Start of Material provided

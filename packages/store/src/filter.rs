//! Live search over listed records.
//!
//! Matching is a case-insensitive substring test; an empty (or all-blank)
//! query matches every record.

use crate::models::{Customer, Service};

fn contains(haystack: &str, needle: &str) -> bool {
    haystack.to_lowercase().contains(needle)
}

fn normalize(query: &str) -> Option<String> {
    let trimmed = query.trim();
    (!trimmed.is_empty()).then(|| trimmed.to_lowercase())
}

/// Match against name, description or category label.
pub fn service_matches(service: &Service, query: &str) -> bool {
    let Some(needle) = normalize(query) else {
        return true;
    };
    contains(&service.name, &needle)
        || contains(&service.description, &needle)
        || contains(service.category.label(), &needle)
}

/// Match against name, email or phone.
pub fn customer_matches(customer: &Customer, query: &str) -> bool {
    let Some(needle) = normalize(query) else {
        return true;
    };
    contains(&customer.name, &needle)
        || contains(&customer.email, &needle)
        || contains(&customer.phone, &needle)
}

End of Material provided
Start of Material provided

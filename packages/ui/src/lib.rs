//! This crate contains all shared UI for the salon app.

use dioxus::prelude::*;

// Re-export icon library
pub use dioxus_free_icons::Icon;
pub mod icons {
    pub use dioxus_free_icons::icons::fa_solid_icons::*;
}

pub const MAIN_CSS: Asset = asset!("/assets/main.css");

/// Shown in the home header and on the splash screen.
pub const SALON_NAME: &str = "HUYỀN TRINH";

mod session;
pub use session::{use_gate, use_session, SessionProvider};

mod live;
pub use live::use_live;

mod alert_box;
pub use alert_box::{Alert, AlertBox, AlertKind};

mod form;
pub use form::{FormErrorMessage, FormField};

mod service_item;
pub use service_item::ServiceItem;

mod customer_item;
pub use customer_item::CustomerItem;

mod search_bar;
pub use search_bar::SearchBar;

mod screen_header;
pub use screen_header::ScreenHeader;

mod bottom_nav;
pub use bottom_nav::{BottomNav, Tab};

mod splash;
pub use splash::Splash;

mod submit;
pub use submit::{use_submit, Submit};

End of Material provided
Start of Material provided

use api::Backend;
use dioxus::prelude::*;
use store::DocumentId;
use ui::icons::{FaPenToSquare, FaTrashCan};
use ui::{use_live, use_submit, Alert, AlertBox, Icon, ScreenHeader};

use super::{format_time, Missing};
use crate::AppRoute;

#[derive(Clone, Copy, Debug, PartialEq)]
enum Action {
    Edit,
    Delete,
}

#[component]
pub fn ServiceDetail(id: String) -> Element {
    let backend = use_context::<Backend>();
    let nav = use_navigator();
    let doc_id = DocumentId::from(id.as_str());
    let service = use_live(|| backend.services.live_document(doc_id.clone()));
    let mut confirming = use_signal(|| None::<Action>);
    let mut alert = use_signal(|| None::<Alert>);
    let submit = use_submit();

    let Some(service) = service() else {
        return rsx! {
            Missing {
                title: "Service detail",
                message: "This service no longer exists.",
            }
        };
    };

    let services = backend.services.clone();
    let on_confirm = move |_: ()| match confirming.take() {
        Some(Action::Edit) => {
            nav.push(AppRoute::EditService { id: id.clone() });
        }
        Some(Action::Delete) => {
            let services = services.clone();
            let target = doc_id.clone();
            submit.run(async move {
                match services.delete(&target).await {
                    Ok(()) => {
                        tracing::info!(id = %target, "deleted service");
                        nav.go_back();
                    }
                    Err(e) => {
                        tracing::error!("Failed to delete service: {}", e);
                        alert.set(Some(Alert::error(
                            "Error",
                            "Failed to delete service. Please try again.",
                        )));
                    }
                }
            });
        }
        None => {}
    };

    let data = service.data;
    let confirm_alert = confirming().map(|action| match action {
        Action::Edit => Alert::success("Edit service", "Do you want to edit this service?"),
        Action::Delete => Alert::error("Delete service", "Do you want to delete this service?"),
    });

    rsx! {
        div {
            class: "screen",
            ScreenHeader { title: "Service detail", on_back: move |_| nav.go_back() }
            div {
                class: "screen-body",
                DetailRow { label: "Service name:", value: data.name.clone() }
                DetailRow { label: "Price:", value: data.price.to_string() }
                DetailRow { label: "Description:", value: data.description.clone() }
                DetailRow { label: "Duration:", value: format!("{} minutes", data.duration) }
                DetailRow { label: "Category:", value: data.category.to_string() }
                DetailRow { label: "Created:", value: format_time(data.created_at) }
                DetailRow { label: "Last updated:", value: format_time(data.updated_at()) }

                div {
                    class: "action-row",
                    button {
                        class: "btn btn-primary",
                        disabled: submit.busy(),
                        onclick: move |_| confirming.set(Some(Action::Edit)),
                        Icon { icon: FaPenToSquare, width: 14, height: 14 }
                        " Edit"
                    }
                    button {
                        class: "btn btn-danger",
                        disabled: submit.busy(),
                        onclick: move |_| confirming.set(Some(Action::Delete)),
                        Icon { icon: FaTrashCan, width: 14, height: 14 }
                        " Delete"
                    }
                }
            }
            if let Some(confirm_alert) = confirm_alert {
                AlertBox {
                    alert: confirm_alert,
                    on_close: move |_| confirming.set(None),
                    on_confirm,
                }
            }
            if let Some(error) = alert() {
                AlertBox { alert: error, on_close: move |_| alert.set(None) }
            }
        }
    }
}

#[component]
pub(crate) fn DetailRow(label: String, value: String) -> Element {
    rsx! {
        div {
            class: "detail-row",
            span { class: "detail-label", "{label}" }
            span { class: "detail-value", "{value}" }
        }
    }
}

End of Material provided

§ **Directions**:
Please return all lines above in which the string "contains" is found.

§ **Expected output**:
fn contains(haystack: &str, needle: &str) -> bool {
    haystack.to_lowercase().contains(needle)
    contains(&service.name, &needle)
        || contains(&service.description, &needle)
        || contains(service.category.label(), &needle)
    contains(&customer.name, &needle)
        || contains(&customer.email, &needle)
        || contains(&customer.phone, &needle)
//! This crate contains all shared UI for the salon app.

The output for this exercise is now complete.